Step-by-step explanation:

In chemistry, when we discuss the 1s orbital, we are referring to the closest orbital to the nucleus in an atom where the negative charge, represented by electrons, is most concentrated. As the nuclear charge (+Z charge) increases, both energy and radius of the orbital decrease, resulting in the most stable orbitals being those nearest to the nucleus. Electrons in the 1s orbital are at a lower energy state compared to those in higher orbitals; for example, in a hydrogen atom, the ground state has the electron in the 1s orbital, whereas in an excited state, the electron moves to a higher energy level such as n = 2 orbitals.

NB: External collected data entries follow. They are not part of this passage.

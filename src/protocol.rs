// Copyright (c) Meta Platforms, Inc. and affiliates.
//
// This source code is dual-licensed under either the MIT license found in the
// LICENSE-MIT file in the root directory of this source tree or the Apache
// License, Version 2.0 found in the LICENSE-APACHE file in the root directory
// of this source tree. You may select, at your option, one of the above-listed
// licenses.

//! The protocol implementation

use curve25519_dalek::Scalar;
use rand_core::{CryptoRng, RngCore};
use zeroize::{Zeroize, ZeroizeOnDrop};

use crate::context::ContextInfo;
use crate::errors::CpaceError;
use crate::group::{derive_generator, random_salt, random_scalar};
use crate::kdf::{derive_key, SessionKey};
use crate::messages::{
    decode_message_a, decode_message_b, MessageA, MessageB, ELEMENT_LENGTH, MESSAGE_A_LENGTH,
    SALT_LENGTH,
};

type Result<T> = core::result::Result<T, CpaceError>;

/// The first step of the protocol, where the initiator samples a fresh salt
/// and secret scalar and produces [`MessageA`].
///
/// The returned [`InitiatorState`] must be retained until the responder's
/// message arrives, then consumed by a single call to
/// [`finish`](InitiatorState::finish). On any error the caller discards the
/// state and restarts the protocol with a fresh session.
pub fn start<R: RngCore + CryptoRng>(
    password: &[u8],
    context: &ContextInfo,
    rng: &mut R,
) -> Result<(MessageA, InitiatorState)> {
    let context_bytes = context.serialize()?;
    let salt = random_salt(rng)?;
    let mut scalar = random_scalar(rng)?;
    let generator = derive_generator(password, &salt, &context_bytes);
    let element = (generator * scalar).compress().to_bytes();
    let message_a = MessageA::new(&salt, &element);

    let state = InitiatorState {
        scalar,
        message_a: message_a.to_bytes(),
        context: context.clone(),
    };
    // Scalar is Copy; the state holds its own copy, so scrub the local one.
    scalar.zeroize();
    Ok((message_a, state))
}

/// The responder's single-shot side of the protocol: validate the initiator's
/// message, produce [`MessageB`], and derive the responder's session key.
///
/// No state is retained; the responder's key is complete as soon as this
/// returns. On any error, neither a message nor a key is produced.
pub fn exchange<R: RngCore + CryptoRng>(
    password: &[u8],
    context: &ContextInfo,
    message_a: &[u8],
    rng: &mut R,
) -> Result<(MessageB, SessionKey)> {
    let received = decode_message_a(message_a)?;
    let context_bytes = context.serialize()?;
    let mut scalar = random_scalar(rng)?;
    let generator = derive_generator(password, &received.salt, &context_bytes);
    let element_b = (generator * scalar).compress().to_bytes();
    let mut shared = received.element * scalar;
    scalar.zeroize();

    let key = derive_key(&received.salt, &received.element_bytes, &element_b, &shared);
    shared.zeroize();

    Ok((MessageB::new(&element_b), key?))
}

/// The initiator's retained state between [`start`] and
/// [`finish`](InitiatorState::finish).
///
/// Holds the session's secret scalar. The state is single-use: `finish`
/// consumes it by value, and the scalar is zeroized when the state drops,
/// whether the session completed or was abandoned.
#[derive(Zeroize, ZeroizeOnDrop)]
pub struct InitiatorState {
    scalar: Scalar,
    message_a: [u8; MESSAGE_A_LENGTH],
    #[zeroize(skip)]
    context: ContextInfo,
}

impl InitiatorState {
    /// The third step of the protocol, where the initiator validates the
    /// responder's message and derives its session key, consuming the state.
    pub fn finish(self, message_b: &[u8]) -> Result<SessionKey> {
        let (element_b, element) = decode_message_b(message_b)?;
        let mut shared = element * self.scalar;

        let mut salt = [0u8; SALT_LENGTH];
        salt.copy_from_slice(&self.message_a[..SALT_LENGTH]);
        let mut element_a = [0u8; ELEMENT_LENGTH];
        element_a.copy_from_slice(&self.message_a[SALT_LENGTH..]);

        let key = derive_key(&salt, &element_a, &element_b, &shared);
        shared.zeroize();
        key
    }

    /// The context this session was started with
    pub fn context(&self) -> &ContextInfo {
        &self.context
    }
}
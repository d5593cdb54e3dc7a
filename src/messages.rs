// Copyright (c) Meta Platforms, Inc. and affiliates.
//
// This source code is dual-licensed under either the MIT license found in the
// LICENSE-MIT file in the root directory of this source tree or the Apache
// License, Version 2.0 found in the LICENSE-APACHE file in the root directory
// of this source tree. You may select, at your option, one of the above-listed
// licenses.

//! The two wire messages and their validation

use curve25519_dalek::ristretto::{CompressedRistretto, RistrettoPoint};
use curve25519_dalek::traits::IsIdentity;

use crate::errors::CpaceError;

/// The length of the session salt carried in [`MessageA`]
pub const SALT_LENGTH: usize = 16;
/// The length of a canonical ristretto255 element encoding
pub(crate) const ELEMENT_LENGTH: usize = 32;
/// The length of the initiator's message: the salt followed by one element
pub const MESSAGE_A_LENGTH: usize = SALT_LENGTH + ELEMENT_LENGTH;
/// The length of the responder's message: one element
pub const MESSAGE_B_LENGTH: usize = ELEMENT_LENGTH;

/// The first message in the protocol, created by the initiator: the session
/// salt followed by the initiator's public element
#[derive(Clone, Debug, PartialEq, Eq)]
pub struct MessageA([u8; MESSAGE_A_LENGTH]);

impl MessageA {
    pub(crate) fn new(salt: &[u8; SALT_LENGTH], element: &[u8; ELEMENT_LENGTH]) -> Self {
        let mut bytes = [0u8; MESSAGE_A_LENGTH];
        bytes[..SALT_LENGTH].copy_from_slice(salt);
        bytes[SALT_LENGTH..].copy_from_slice(element);
        Self(bytes)
    }

    /// The wire encoding of this message
    pub fn as_bytes(&self) -> &[u8; MESSAGE_A_LENGTH] {
        &self.0
    }

    /// The wire encoding of this message, by value
    pub fn to_bytes(&self) -> [u8; MESSAGE_A_LENGTH] {
        self.0
    }
}

impl AsRef<[u8]> for MessageA {
    fn as_ref(&self) -> &[u8] {
        &self.0
    }
}

/// The second message in the protocol, created by the responder: the
/// responder's public element
#[derive(Clone, Debug, PartialEq, Eq)]
pub struct MessageB([u8; MESSAGE_B_LENGTH]);

impl MessageB {
    pub(crate) fn new(element: &[u8; ELEMENT_LENGTH]) -> Self {
        Self(*element)
    }

    /// The wire encoding of this message
    pub fn as_bytes(&self) -> &[u8; MESSAGE_B_LENGTH] {
        &self.0
    }

    /// The wire encoding of this message, by value
    pub fn to_bytes(&self) -> [u8; MESSAGE_B_LENGTH] {
        self.0
    }
}

impl AsRef<[u8]> for MessageB {
    fn as_ref(&self) -> &[u8] {
        &self.0
    }
}

/// The validated contents of an initiator message received off the wire.
pub(crate) struct ReceivedMessageA {
    pub(crate) salt: [u8; SALT_LENGTH],
    pub(crate) element_bytes: [u8; ELEMENT_LENGTH],
    pub(crate) element: RistrettoPoint,
}

pub(crate) fn decode_message_a(bytes: &[u8]) -> Result<ReceivedMessageA, CpaceError> {
    if bytes.len() != MESSAGE_A_LENGTH {
        return Err(CpaceError::MalformedMessage);
    }
    let mut salt = [0u8; SALT_LENGTH];
    salt.copy_from_slice(&bytes[..SALT_LENGTH]);
    let mut element_bytes = [0u8; ELEMENT_LENGTH];
    element_bytes.copy_from_slice(&bytes[SALT_LENGTH..]);
    let element = decode_element(&element_bytes)?;
    Ok(ReceivedMessageA {
        salt,
        element_bytes,
        element,
    })
}

pub(crate) fn decode_message_b(
    bytes: &[u8],
) -> Result<([u8; ELEMENT_LENGTH], RistrettoPoint), CpaceError> {
    let element_bytes: [u8; ELEMENT_LENGTH] = bytes
        .try_into()
        .map_err(|_| CpaceError::MalformedMessage)?;
    let element = decode_element(&element_bytes)?;
    Ok((element_bytes, element))
}

/// Decode a canonical element encoding.
///
/// Ristretto255 decoding rejects non-canonical encodings and byte strings
/// that are not elements; the identity is rejected here as an explicit check,
/// since a peer sending it would collapse the shared secret.
fn decode_element(bytes: &[u8; ELEMENT_LENGTH]) -> Result<RistrettoPoint, CpaceError> {
    let element = CompressedRistretto(*bytes)
        .decompress()
        .ok_or(CpaceError::MalformedMessage)?;
    if element.is_identity() {
        return Err(CpaceError::IdentityElement);
    }
    Ok(element)
}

It is important to note that electrons in orbitals farther away from the nucleus are less stabilized because they experience more shielding, a phenomenon where the inner electrons partially block the attraction of the nucleus for the outer electrons, thus increasing their energy. The tendency of electrons to fill low-energy orbitals first is observed across the periodic table, leading to a filling order that maximizes the stability of atoms and ions. Overall, the 1s orbital is the most tightly bound to the nucleus, and as electrons occupy higher energy orbitals (with higher principal quantum number, n), they are less tightly bound and found at greater distances from the nucleus.

Answer 2

The 1s orbital is the most stable orbital because it is closest to the nucleus, where electrons are highly attracted to the positive charges in the nucleus. As the distance from the nucleus increases with higher principal quantum numbers, the orbital's energy increases due to reduced nuclear attraction and electron shielding effects.

Step-by-step explanation:

The 1s orbital is the closest orbital to the nucleus in an atom and, as such, electrons within this orbital experience a strong electrostatic attraction to the positively charged nucleus. In essence, the closer an electron is to the nucleus, the lower the energy of the orbital and the more stable it is. This is due to the negative charge of electrons being attracted to the positive charge of the nucleus, which is characterized by the atomic number, represented as Z. As electrons occupy orbitals with increasing principal quantum number, n, such as the 2s or 2p orbitals, they are further from the nucleus and thus are higher in energy due to decreased nuclear attraction. Additionally, factors like electron shielding and orbital penetration affect energy levels within the same principal shell. Shielding occurs because electrons in lower energy orbitals can partially offset the nucleus' pull on electrons in higher energy orbitals, making these electrons less stable and increasing their energy.